"The Way You Do the Things You Do" is a 1964 hit single by the Temptations for the Gordy (Motown) label. Written by Miracles members Smokey Robinson and Bobby Rogers, the single was the Temptations' first charting single on the Billboard Hot 100, peaking in the Top 20 at number eleven; it also went to number one on the Cash Box R&B chart. The song has been an American Top 40 hit in four successive decades, from the 1960s to the 1990s. A version by Hall & Oates featuring Temptation members Eddie Kendricks and David Ruffin was nominated for a Grammy Award in 1986. A cover version by British reggae band UB40 hit number six in the U.S. in 1990.

Temptations version

Background
Falsetto Eddie Kendricks sings lead on the record, composed by Robinson and Rogers while on the road with the Miracles as part of the Motortown Revue tour. Its plethora of pick-up lines ("You got a smile so bright/you know you coulda been a candle/I'm holding you so tight/You know you coulda been a handle") began as a light-hearted joke between Robinson and Rogers to pass time on the long bus rides. Realizing they had something they could work with, the Miracles kept the lyrics in mind and prepared the song for the Temptations, who at this time had had only one single that had ever made it onto a Billboard chart (1962's "Dream Come True" at number 22 on the R&B singles chart) and six flopped singles. This version of the song actually appears on two of their mid 1960s albums: 1964's Meet The Temptations and 1965's The Temptations Sing Smokey.
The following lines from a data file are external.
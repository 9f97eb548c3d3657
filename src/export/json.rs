//! JSON Export functionality
//!
//! Exports the complete catalog to JSON format with schema versioning.

use chrono::{DateTime, Utc};
use serde::{Deserialize, Serialize};
use std::io::Write;

use crate::catalog::Catalog;
use crate::error::{CatalogError, CatalogResult};
use crate::models::{Book, Borrower};

/// Current export schema version
pub const EXPORT_SCHEMA_VERSION: &str = "1.0.0";

/// Full catalog export structure
#[derive(Debug, Clone, Serialize, Deserialize)]
pub struct FullExport {
    /// Schema version for compatibility checking
    pub schema_version: String,

    /// Export timestamp
    pub exported_at: DateTime<Utc>,

    /// Application version that created the export
    pub app_version: String,

    /// All books with their copies and active loans
    pub books: Vec<Book>,

    /// All borrowers
    pub borrowers: Vec<Borrower>,

    /// Export metadata
    pub metadata: ExportMetadata,
}

/// Export metadata for reference
#[derive(Debug, Clone, Serialize, Deserialize)]
pub struct ExportMetadata {
    pub book_count: usize,
    pub copy_count: usize,
    pub borrower_count: usize,
    pub active_loan_count: usize,
    /// Earliest due date among active loans
    pub earliest_due: Option<String>,
}

impl FullExport {
    /// Snapshot a catalog
    pub fn from_catalog(catalog: &Catalog) -> Self {
        let stats = catalog.stats();
        let earliest_due = catalog
            .loans()
            .map(|view| view.loan.due_date)
            .min()
            .map(|d| d.to_string());

        Self {
            schema_version: EXPORT_SCHEMA_VERSION.to_string(),
            exported_at: Utc::now(),
            app_version: env!("CARGO_PKG_VERSION").to_string(),
            books: catalog.books().cloned().collect(),
            borrowers: catalog.borrowers().cloned().collect(),
            metadata: ExportMetadata {
                book_count: stats.books,
                copy_count: stats.copies,
                borrower_count: stats.borrowers,
                active_loan_count: stats.loans,
                earliest_due,
            },
        }
    }

    /// Check the export can be turned back into a catalog
    pub fn validate(&self) -> Result<(), String> {
        if !self.schema_version.starts_with("1.") {
            return Err(format!(
                "Unsupported schema version: {}",
                self.schema_version
            ));
        }
        if self.books.len() != self.metadata.book_count {
            return Err(format!(
                "Book count mismatch: {} listed, {} in metadata",
                self.books.len(),
                self.metadata.book_count
            ));
        }
        if self.borrowers.len() != self.metadata.borrower_count {
            return Err(format!(
                "Borrower count mismatch: {} listed, {} in metadata",
                self.borrowers.len(),
                self.metadata.borrower_count
            ));
        }
        Ok(())
    }

    /// Rebuild the catalog this export was taken from
    pub fn into_catalog(self) -> CatalogResult<Catalog> {
        Catalog::from_parts(self.books, self.borrowers)
    }
}

/// Export the full catalog to JSON
pub fn export_full_json<W: Write>(
    catalog: &Catalog,
    writer: &mut W,
    pretty: bool,
) -> CatalogResult<()> {
    let export = FullExport::from_catalog(catalog);

    let result = if pretty {
        serde_json::to_writer_pretty(writer, &export)
    } else {
        serde_json::to_writer(writer, &export)
    };
    result.map_err(|e| CatalogError::Export(e.to_string()))
}

/// Import from a JSON export
pub fn import_from_json(json_str: &str) -> CatalogResult<FullExport> {
    let export: FullExport =
        serde_json::from_str(json_str).map_err(|e| CatalogError::Import(e.to_string()))?;
    export.validate().map_err(CatalogError::Import)?;
    Ok(export)
}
The recording was done on January 8, 1964, a mere two weeks after founding Temptation Elbridge Bryant had been fired, and Jimmy Ruffin's younger brother David Ruffin had taken Bryant's place. While Ruffin would sing lead on stage he would remain a background singer on the singles for most of 1964, but after Smokey Robinson heard him sing lead during the Temptations' Motortown Revue performance, Ruffin was assigned to sing lead on what would become the Temptations' first number-one hit, "My Girl".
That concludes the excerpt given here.